“You said it was important to go back to the beginning, and it was,” Carling said. “The serpent goddess wasn’t just an archaic, superstitious Egyptian folktale. She was a real creature named Python who actually existed. So the next logical step is that the serpent’s kiss really is a serpent’s kiss. Vampyrism became a blood-borne pathogen, and Vampyres are created in a blood-to-blood exchange. But it had to have started as venom.”
After she said that, she and Rune had to tell the story from the beginning. Seremela listened intently to everything they told her. She looked shaken at the thought of history being changed, interrupting only to ask for clarification at certain points in the dialogue until she heard of Carling’s early sketches of Python. “You sketched Python?” the medusa breathed.
“No, I never met Python,” Carling corrected, smiling. “I sketched the illustrations of her that were on the cavern wall.”
“What I wouldn’t give to see those,” Seremela said, eyes shining. “Did you know we call ourselves Python’s children?”
Carling and Rune looked at each other. She had taken a seat beside him on the couch, and he rested his arm along the back, from time to time fingering the hair at the back of her head. Carling shook her head, and Rune said, “I had no idea either.”
The medusa shrugged. “I don’t know if there’s any historical accuracy in that. If the medusas really are Python’s children, that would have happened so long ago it would have predated your Egyptian cavern by thousands of years.”
“Do you know what happened to her?” Rune said. He was watching Seremela, his expression intent. “All I heard was that she died.”
“She traveled to Greece and was killed at Delphi,” Seremela said. “Some versions of the story say she was murdered. In Greek mythology the god Apollo killed her, but Greek mythology is a lot like Egyptian or any other mythology—the myths are mostly strange stories that hold a few kernels of truth. I’ve heard other stories that simply say she was killed when she fell down a fissure in the earth. She lived in Greece long enough to establish the Oracle at Delphi, though.”
“I thought the Oracle was a genetic inheritance, and the Oracle’s ability to prophesy was passed down from generation to generation within a human family,” Carling said. “At least that’s what previous Oracles have told me when we’ve talked.”
The Oracle from Delphi had long since relocated to the States to join the demesne of human witches in Louisville. In each generation of the Oracle’s family, there was always a single woman who inherited the title, along with the oracular abilities, whenever the previous Oracle died. She was separate from the main ruling structure of the witches’ demesne, which was governed by an elected Head, yet the Oracle was a dignitary in her own right. Carling had not met the newest Oracle. The transfer of Power had taken place just some months before when the previous Oracle and her husband had been killed in a car crash.

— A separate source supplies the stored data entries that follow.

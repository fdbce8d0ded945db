//! Key-staleness detection and refresh-request rate limiting.
//!
//! A driver rotates the shared secret by publishing new key metadata. The
//! rider's stored copy goes stale when the driver's publicly advertised
//! `key_updated_at` is newer than the stored one. While stale (or while no
//! key has been shared at all), the rider asks the driver to re-share - but
//! at most once per driver per rolling hour, because the share mechanism
//! itself triggers driver-side re-broadcast and unbounded requesting would
//! create a feedback storm across relays.
//!
//! The monitor runs once per roster-load and thereafter only on an explicit
//! refresh trigger, never in a tight loop.

use std::collections::HashMap;

use nostr::{PublicKey, Timestamp};
use tracing::{debug, warn};

use super::error::KeyError;
use super::types::SharedKey;

/// Rolling per-driver window between outbound refresh requests.
pub const REFRESH_WINDOW_SECS: u64 = 3600;

/// Outcome of a per-driver staleness evaluation.
#[derive(Debug, Clone, Copy, PartialEq, Eq)]
pub enum StalenessResult {
    /// Stored key matches the driver's advertised metadata.
    Fresh,
    /// The driver has rotated; the stored key is outdated.
    Stale,
    /// Metadata could not be fetched this cycle; staleness undetermined.
    Unknown,
    /// No shared key is stored for this driver (rider is pending).
    NoKey,
}

impl StalenessResult {
    /// Returns whether the stored key is known to be outdated.
    #[must_use]
    pub const fn is_stale(&self) -> bool {
        matches!(self, Self::Stale)
    }
}

/// Why a refresh request is being sent.
#[derive(Debug, Clone, Copy, PartialEq, Eq)]
pub enum RefreshReason {
    /// No key has been shared yet; requesting an initial share.
    PendingShare,
    /// The stored key is outdated; requesting a re-share.
    StaleKey,
}

impl RefreshReason {
    /// The status tag carried in the outbound request content.
    #[must_use]
    pub const fn status_tag(&self) -> &'static str {
        match self {
            Self::PendingShare => "pending",
            Self::StaleKey => "stale",
        }
    }
}

/// An outbound key-refresh request, ready to be turned into a relay event.
///
/// Emission is fire-and-forget: the monitor does not await acknowledgment.
#[derive(Debug, Clone, PartialEq, Eq)]
pub struct OutboundRefreshRequest {
    /// The driver being asked to (re-)share.
    pub driver: PublicKey,
    /// Why the request is being sent.
    pub reason: RefreshReason,
    /// Stored key version (0 when no key has been shared yet).
    pub key_version: u32,
    /// Stored key rotation timestamp, if a key exists.
    pub key_updated_at: Option<Timestamp>,
}

/// Per-driver rate limiter for outbound refresh requests.
///
/// Enforces at most one request per driver per rolling window, independent
/// of how many times the staleness monitor runs.
#[derive(Debug)]
pub struct RefreshLimiter {
    window_secs: u64,
    last_request: HashMap<PublicKey, Timestamp>,
}

impl Default for RefreshLimiter {
    fn default() -> Self {
        Self::new()
    }
}

impl RefreshLimiter {
    /// Creates a limiter with the standard one-hour window.
    #[must_use]
    pub fn new() -> Self {
        Self::with_window(REFRESH_WINDOW_SECS)
    }

    /// Creates a limiter with a custom window (used by tests).
    #[must_use]
    pub fn with_window(window_secs: u64) -> Self {
        Self {
            window_secs,
            last_request: HashMap::new(),
        }
    }

    /// Returns when this driver was last asked for a refresh, if ever.
    #[must_use]
    pub fn last_requested_at(&self, driver: &PublicKey) -> Option<Timestamp> {
        self.last_request.get(driver).copied()
    }

    /// Emits a refresh request for a driver unless one was sent within the
    /// window. Records the emission time on success.
    ///
    /// Returns `None` when rate-limited - a no-op outcome, not an error.
    pub fn maybe_request(
        &mut self,
        driver: &PublicKey,
        reason: RefreshReason,
        stored: Option<&SharedKey>,
        now: Timestamp,
    ) -> Option<OutboundRefreshRequest> {
        if let Some(last) = self.last_request.get(driver) {
            if now.as_u64() < last.as_u64() + self.window_secs {
                debug!(driver = %driver, "refresh request suppressed by rate limit");
                return None;
            }
        }

        let request = match reason {
            RefreshReason::PendingShare => OutboundRefreshRequest {
                driver: *driver,
                reason,
                key_version: 0,
                key_updated_at: None,
            },
            RefreshReason::StaleKey => {
                // A stale-key request carries the stored version so the
                // driver can tell which rotation the rider is missing.
                let key = stored?;
                OutboundRefreshRequest {
                    driver: *driver,
                    reason,
                    key_version: key.version,
                    key_updated_at: Some(key.key_updated_at),
                }
            }
        };

        self.last_request.insert(*driver, now);
        Some(request)
    }
}

/// Per-driver result of one monitor cycle.
#[derive(Debug, Clone)]
pub struct DriverCycleOutcome {
    /// The driver that was evaluated.
    pub driver: PublicKey,
    /// Staleness determination for this cycle.
    pub staleness: StalenessResult,
    /// Refresh request to send, if one was emitted.
    pub request: Option<OutboundRefreshRequest>,
}

/// Monitors stored keys against drivers' advertised key metadata and emits
/// rate-limited refresh requests.
#[derive(Debug, Default)]
pub struct StalenessMonitor {
    limiter: RefreshLimiter,
}

impl StalenessMonitor {
    /// Creates a monitor with the standard one-hour request window.
    #[must_use]
    pub fn new() -> Self {
        Self::default()
    }

    /// Creates a monitor with a custom request window (used by tests).
    #[must_use]
    pub fn with_window(window_secs: u64) -> Self {
        Self {
            limiter: RefreshLimiter::with_window(window_secs),
        }
    }

    /// Compares the stored key rotation timestamp against the driver's
    /// publicly advertised one.
    ///
    /// `fetch` performs the external metadata read and may block or fail;
    /// a failure yields [`StalenessResult::Unknown`] for this driver only.
    pub fn evaluate_staleness<F>(
        driver: &PublicKey,
        stored_key_updated_at: Option<Timestamp>,
        fetch: F,
    ) -> StalenessResult
    where
        F: FnOnce(&PublicKey) -> Result<Option<Timestamp>, KeyError>,
    {
        let Some(stored) = stored_key_updated_at else {
            return StalenessResult::NoKey;
        };

        // A zero rotation timestamp means the key predates rotation
        // metadata; there is nothing to compare against.
        if stored.as_u64() == 0 {
            return StalenessResult::Fresh;
        }

        match fetch(driver) {
            Ok(Some(current)) if current > stored => StalenessResult::Stale,
            Ok(_) => StalenessResult::Fresh,
            Err(e) => {
                warn!(driver = %driver, error = %e, "key metadata fetch failed");
                StalenessResult::Unknown
            }
        }
    }

    /// Emits a rate-limited refresh request for one driver.
    ///
    /// Returns `None` when rate-limited.
    pub fn maybe_request_key_refresh(
        &mut self,
        driver: &PublicKey,
        reason: RefreshReason,
        stored: Option<&SharedKey>,
        now: Timestamp,
    ) -> Option<OutboundRefreshRequest> {
        self.limiter.maybe_request(driver, reason, stored, now)
    }

    /// Runs one monitor cycle over a roster snapshot.
    ///
    /// Each driver is evaluated independently: one driver's metadata fetch
    /// failure never blocks processing of the others.
    pub fn run_cycle<'a, I, F>(
        &mut self,
        drivers: I,
        now: Timestamp,
        mut fetch: F,
    ) -> Vec<DriverCycleOutcome>
    where
        I: IntoIterator<Item = (&'a PublicKey, Option<&'a SharedKey>)>,
        F: FnMut(&PublicKey) -> Result<Option<Timestamp>, KeyError>,
    {
        let mut outcomes = Vec::new();

        for (driver, key) in drivers {
            let staleness =
                Self::evaluate_staleness(driver, key.map(|k| k.key_updated_at), &mut fetch);

            let request = match staleness {
                StalenessResult::NoKey => {
                    self.maybe_request_key_refresh(driver, RefreshReason::PendingShare, None, now)
                }
                StalenessResult::Stale => {
                    self.maybe_request_key_refresh(driver, RefreshReason::StaleKey, key, now)
                }
                StalenessResult::Fresh | StalenessResult::Unknown => None,
            };

            outcomes.push(DriverCycleOutcome {
                driver: *driver,
                staleness,
                request,
            });
        }

        outcomes
    }
}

Carling had to struggle to hide how bitterly she was disappointed in hearing someone else confirm Python’s death. She thought she had control over her expression, but Rune’s hand dropped to her shoulder in a bracing grip.

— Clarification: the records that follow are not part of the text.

impl RosterStorage {
    /// Creates a new storage instance at the given path.
    ///
    /// Creates the database file and tables if they don't exist.
    ///
    /// # Errors
    ///
    /// Returns an error if the database cannot be created or initialized.
    pub fn new(path: &Path) -> Result<Self> {
        let conn = Connection::open(path)?;
        let storage = Self {
            conn: Mutex::new(conn),
        };
        storage.initialize_schema()?;
        Ok(storage)
    }

    /// Creates an in-memory storage instance.
    ///
    /// # Errors
    ///
    /// Returns an error if the database cannot be initialized.
    pub fn in_memory() -> Result<Self> {
        let conn = Connection::open_in_memory()?;
        let storage = Self {
            conn: Mutex::new(conn),
        };
        storage.initialize_schema()?;
        Ok(storage)
    }

    /// Initializes the database schema.
    fn initialize_schema(&self) -> Result<()> {
        let conn = self.lock_conn()?;

        conn.execute_batch(
            r"
            -- Followed drivers (local only, never published)
            CREATE TABLE IF NOT EXISTS followed_drivers (
                id INTEGER PRIMARY KEY AUTOINCREMENT,
                pubkey TEXT NOT NULL UNIQUE,
                note TEXT,
                added_at INTEGER NOT NULL
            );

            -- At most one active shared key per driver
            CREATE TABLE IF NOT EXISTS shared_keys (
                driver_pubkey TEXT PRIMARY KEY,
                secret_key BLOB NOT NULL,
                version INTEGER NOT NULL,
                key_updated_at INTEGER NOT NULL
            );
            ",
        )?;

        Ok(())
    }

    fn lock_conn(&self) -> Result<std::sync::MutexGuard<'_, Connection>> {
        self.conn
            .lock()
            .map_err(|e| RosterError::Storage(format!("Failed to acquire database lock: {e}")))
    }

    // ==================== Roster Operations ====================

    /// Adds a driver to the roster.
    ///
    /// If the driver is already followed, the note is updated.
    ///
    /// # Errors
    ///
    /// Returns an error if the database operation fails.
    pub fn follow_driver(
        &self,
        pubkey: &PublicKey,
        note: Option<&str>,
        added_at: DateTime<Utc>,
    ) -> Result<()> {
        let conn = self.lock_conn()?;

        conn.execute(
            r"
            INSERT INTO followed_drivers (pubkey, note, added_at)
            VALUES (?1, ?2, ?3)
            ON CONFLICT(pubkey) DO UPDATE SET
                note = excluded.note
            ",
            params![pubkey.to_hex(), note, added_at.timestamp()],
        )?;

        Ok(())
    }

    /// Removes a driver from the roster, along with any shared key.
    ///
    /// # Errors
    ///
    /// Returns [`RosterError::NotFound`] if the driver is not followed, or
    /// an error if the database operation fails.
    pub fn unfollow_driver(&self, pubkey: &PublicKey) -> Result<()> {
        let conn = self.lock_conn()?;
        let hex = pubkey.to_hex();

        conn.execute(
            "DELETE FROM shared_keys WHERE driver_pubkey = ?1",
            params![hex],
        )?;
        let rows = conn.execute(
            "DELETE FROM followed_drivers WHERE pubkey = ?1",
            params![hex],
        )?;

        if rows == 0 {
            return Err(RosterError::NotFound(hex));
        }

        Ok(())
    }

    /// Retrieves a followed driver with their shared key, if any.
    ///
    /// # Errors
    ///
    /// Returns an error if the database operation fails or a stored row is
    /// corrupt.
    pub fn get_driver(&self, pubkey: &PublicKey) -> Result<Option<FollowedDriver>> {
        let conn = self.lock_conn()?;

        let result = conn
            .query_row(
                r"
                SELECT d.pubkey, d.note, d.added_at,
                       k.secret_key, k.version, k.key_updated_at
                FROM followed_drivers d
                LEFT JOIN shared_keys k ON k.driver_pubkey = d.pubkey
                WHERE d.pubkey = ?1
                ",
                params![pubkey.to_hex()],
                row_to_raw,
            )
            .optional()?;

        result.map(raw_to_driver).transpose()
    }

    /// Retrieves all followed drivers with their shared keys, oldest first.
    ///
    /// # Errors
    ///
    /// Returns an error if the database operation fails or a stored row is
    /// corrupt.
    pub fn list_drivers(&self) -> Result<Vec<FollowedDriver>> {
        let conn = self.lock_conn()?;

        let mut stmt = conn.prepare(
            r"
            SELECT d.pubkey, d.note, d.added_at,
                   k.secret_key, k.version, k.key_updated_at
            FROM followed_drivers d
            LEFT JOIN shared_keys k ON k.driver_pubkey = d.pubkey
            ORDER BY d.added_at, d.pubkey
            ",
        )?;

        let rows = stmt
            .query_map([], row_to_raw)?
            .collect::<std::result::Result<Vec<_>, _>>()?;

        rows.into_iter().map(raw_to_driver).collect()
    }

    // ==================== Shared Key Operations ====================

    /// Saves (or rotates) the shared key for a driver.
    ///
    /// # Errors
    ///
    /// Returns an error if the database operation fails.
    pub fn save_shared_key(&self, driver: &PublicKey, key: &SharedKey) -> Result<()> {
        let conn = self.lock_conn()?;

        conn.execute(
            r"
            INSERT INTO shared_keys (driver_pubkey, secret_key, version, key_updated_at)
            VALUES (?1, ?2, ?3, ?4)
            ON CONFLICT(driver_pubkey) DO UPDATE SET
                secret_key = excluded.secret_key,
                version = excluded.version,
                key_updated_at = excluded.key_updated_at
            ",
            params![
                driver.to_hex(),
                key.secret_bytes().as_slice(),
                key.version,
                i64::try_from(key.key_updated_at.as_u64())
                    .map_err(|_| RosterError::Storage("key_updated_at overflow".to_string()))?,
            ],
        )?;

        Ok(())
    }

    /// Retrieves the shared key for a driver.
    ///
    /// # Errors
    ///
    /// Returns an error if the database operation fails or the stored key
    /// material is corrupt.
    pub fn get_shared_key(&self, driver: &PublicKey) -> Result<Option<SharedKey>> {
        let conn = self.lock_conn()?;

        let result = conn
            .query_row(
                r"
                SELECT secret_key, version, key_updated_at
                FROM shared_keys
                WHERE driver_pubkey = ?1
                ",
                params![driver.to_hex()],
                |row| {
                    let secret_key: Vec<u8> = row.get(0)?;
                    let version: u32 = row.get(1)?;
                    let key_updated_at: i64 = row.get(2)?;
                    Ok((secret_key, version, key_updated_at))
                },
            )
            .optional()?;

        match result {
            Some((secret_key, version, key_updated_at)) => {
                Ok(Some(build_shared_key(&secret_key, version, key_updated_at)?))
            }
            None => Ok(None),
        }
    }

    /// Deletes the shared key for a driver, if any.
    ///
    /// # Errors
    ///
    /// Returns an error if the database operation fails.
    pub fn delete_shared_key(&self, driver: &PublicKey) -> Result<()> {
        let conn = self.lock_conn()?;

        conn.execute(
            "DELETE FROM shared_keys WHERE driver_pubkey = ?1",
            params![driver.to_hex()],
        )?;

        Ok(())
    }
}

“Well, the ability to prophesy is now passed down from generation to generation,” said Seremela. “Just as Vampyrism is now passed from human to human. Where the ability of the Oracle originated is another question entirely.”
“Have you consulted an Oracle before?” Rune asked Seremela curiously. He had talked with Oracles just as Carling had, when socializing at inter-demesne functions, but he had never before been interested in talking to one while she was channeling the Power of prophesy. Cryptic ramblings drove him crazy. As he had said to Carling earlier, talking to Python had been like tripping on a bad dose of LSD.
“I consulted an Oracle when I was much younger,” said Seremela. “I was barely fifty at the time, and curious. I found it to be a Powerful and disturbing experience. The prophesying is never a controlled thing, either for the petitioner or the Oracle.”
“Do you mind if I ask what she told you?” Rune asked.
“I don’t mind you asking,” Seremela replied quietly. “But it isn’t relevant to this conversation, and I would rather not discuss it.”
“Time,” Carling murmured. Past, present and future. It would seem the Oracle’s ability to prophesy was immersed with it. She rubbed her forehead and tried to focus. She looked up to find Rune studying her.